絶対に結婚したくない令嬢、辺境のケダモノと呼ばれる将軍閣下の押しかけ妻になる
「王都ではつまらない駄々をこねてしまって、ごめんなさい。あれからいろいろ考えて……王太子妃の女官の件、考え直そうと思っているんです。本来、私のような箱入りには縁遠い、夢のような機会でもありますし……。その、こういった選択ができるのも『白い結婚』をご提案くださったマティアス様のおかげです。感謝しています。ありがとうございました」

 胸の奥でくすぶっている感情をマティアスに気取られないよう、フランチェスカは精一杯の理性をかき集め、優雅に微笑んだ。
 どれほど辛いことがあったとしても、他人に悟られないように本心は心の奥底に隠して、笑みを浮かべる。
 社交界とはほぼ無縁に生きてきたフランチェスカだが、この程度はやり遂げられる。
 これでマティアスもきっと肩の荷が下りたことだろう。

 そんな思いでにこりと微笑みかけたのだが、とうのマティアスは凍り付いたように表情を強張らせたままゆっくりと立ち上がった。
 なんだか様子がおかしいが、彼の表情の意味がわからない。

「マティアス様……?」

 いったいどうしたのだろうと、半歩足を踏み出して、マティアスを見上げる。

 その次の瞬間、
「あっ……!」
 急に上半身を抱き寄せられ、バランスを失ったフランチェスカの体はマティアスの腕の中にすっぽりと納まってしまった。

「っ……」

 頭ひとつ分以上背が高いマティアスに抱きしめられると、自然と踵が浮いてしまう。

「あ、あの……?」

 好きな男性に抱きしめられて、ときめかないはずがない。これ以上好きになってしまったら自分が辛いだけだとわかっていても、それでも彼を心が求めてしまう。
 理性は離れるべきだと語りかけてきたが、フランチェスカは指一本動かせなかった。

「――」

 けれどマティアスはなにも言わなかった。
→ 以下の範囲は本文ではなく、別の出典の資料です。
//! Frontier disciplines for the search engine.
//!
//! The four strategies differ only in how the frontier orders its
//! entries, so each is a small queue type behind the [Frontier] trait
//! and the exploration loop stays shared.

use std::cmp::Ordering;
use std::collections::{BinaryHeap, VecDeque};

/// A discovered-but-not-yet-expanded node, with the accumulated path
/// cost that discovered it and, for informed frontiers, the heuristic
/// estimate to the goal.
#[derive(Debug, Clone)]
pub(crate) struct Entry {
    pub(crate) node: String,
    pub(crate) cost: f64,
    pub(crate) estimate: f64,
}

/// Trait used to implement queues of frontier entries awaiting
/// expansion.
pub(crate) trait Frontier: Default {
    /// Informed frontiers rank entries using the heuristic estimate;
    /// uninformed frontiers never cause it to be computed.
    const INFORMED: bool;

    /// Whether a strictly cheaper rediscovery of a frontier node
    /// replaces the earlier entry. Only A* revises; everywhere else the
    /// first discovery wins.
    const REVISES: bool;

    fn push(&mut self, entry: Entry);

    fn pop(&mut self) -> Option<Entry>;
}

/// FIFO discipline: nodes expand in discovery order (Breadth-First).
#[derive(Debug, Default)]
pub(crate) struct FifoFrontier {
    queue: VecDeque<Entry>,
}

impl Frontier for FifoFrontier {
    const INFORMED: bool = false;
    const REVISES: bool = false;

    fn push(&mut self, entry: Entry) {
        self.queue.push_back(entry);
    }

    fn pop(&mut self) -> Option<Entry> {
        self.queue.pop_front()
    }
}

/// LIFO discipline: the most recently discovered node expands first
/// (Depth-First).
#[derive(Debug, Default)]
pub(crate) struct LifoFrontier {
    queue: VecDeque<Entry>,
}

impl Frontier for LifoFrontier {
    const INFORMED: bool = false;
    const REVISES: bool = false;

    fn push(&mut self, entry: Entry) {
        self.queue.push_front(entry);
    }

    fn pop(&mut self) -> Option<Entry> {
        self.queue.pop_front()
    }
}

/// Wrapper giving frontier entries a min-heap ordering on a ranking
/// key, with insertion order breaking ties so equal keys stay stable.
#[derive(Debug)]
struct Ranked {
    key: f64,
    seq: u64,
    entry: Entry,
}

impl PartialEq for Ranked {
    fn eq(&self, other: &Self) -> bool {
        self.key == other.key && self.seq == other.seq
    }
}

impl Eq for Ranked {}

impl Ord for Ranked {
    fn cmp(&self, other: &Self) -> Ordering {
        // Reversed: BinaryHeap is a max-heap and we pop the smallest
        // key, earliest insertion first.
        other
            .key
            .total_cmp(&self.key)
            .then_with(|| other.seq.cmp(&self.seq))
    }
}

impl PartialOrd for Ranked {
    fn partial_cmp(&self, other: &Self) -> Option<Ordering> {
        Some(self.cmp(other))
    }
}

/// Greedy discipline: the entry with the smallest heuristic estimate to
/// the goal expands next (Best-First). Accumulated cost is carried for
/// reporting but never ranks anything.
#[derive(Debug, Default)]
pub(crate) struct GreedyFrontier {
    heap: BinaryHeap<Ranked>,
    seq: u64,
}

impl Frontier for GreedyFrontier {
    const INFORMED: bool = true;
    const REVISES: bool = false;

    fn push(&mut self, entry: Entry) {
        self.seq += 1;
        self.heap.push(Ranked {
            key: entry.estimate,
            seq: self.seq,
            entry,
        });
    }

    fn pop(&mut self) -> Option<Entry> {
        self.heap.pop().map(|r| r.entry)
    }
}

/// A* discipline: the entry with the smallest f-value (accumulated cost
/// plus heuristic estimate) expands next.
#[derive(Debug, Default)]
pub(crate) struct AStarFrontier {
    heap: BinaryHeap<Ranked>,
    seq: u64,
}

impl Frontier for AStarFrontier {
    const INFORMED: bool = true;
    const REVISES: bool = true;

    fn push(&mut self, entry: Entry) {
        self.seq += 1;
        self.heap.push(Ranked {
            key: entry.cost + entry.estimate,
            seq: self.seq,
            entry,
        });
    }

    fn pop(&mut self) -> Option<Entry> {
        self.heap.pop().map(|r| r.entry)
    }
}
フランチェスカが顔をうずめた首筋から、かすかに火薬の匂いがする。領主になった今でも、訓練は欠かさないらしい。王都の貴族たちからは強い香水の匂いしかしないが、今はこの香りを懐かしいとさえ感じる。
 このくらいしても今は許されるだろうかと、フランチェスカは、おそるおそるマティアスのたくましい背中に腕を回した。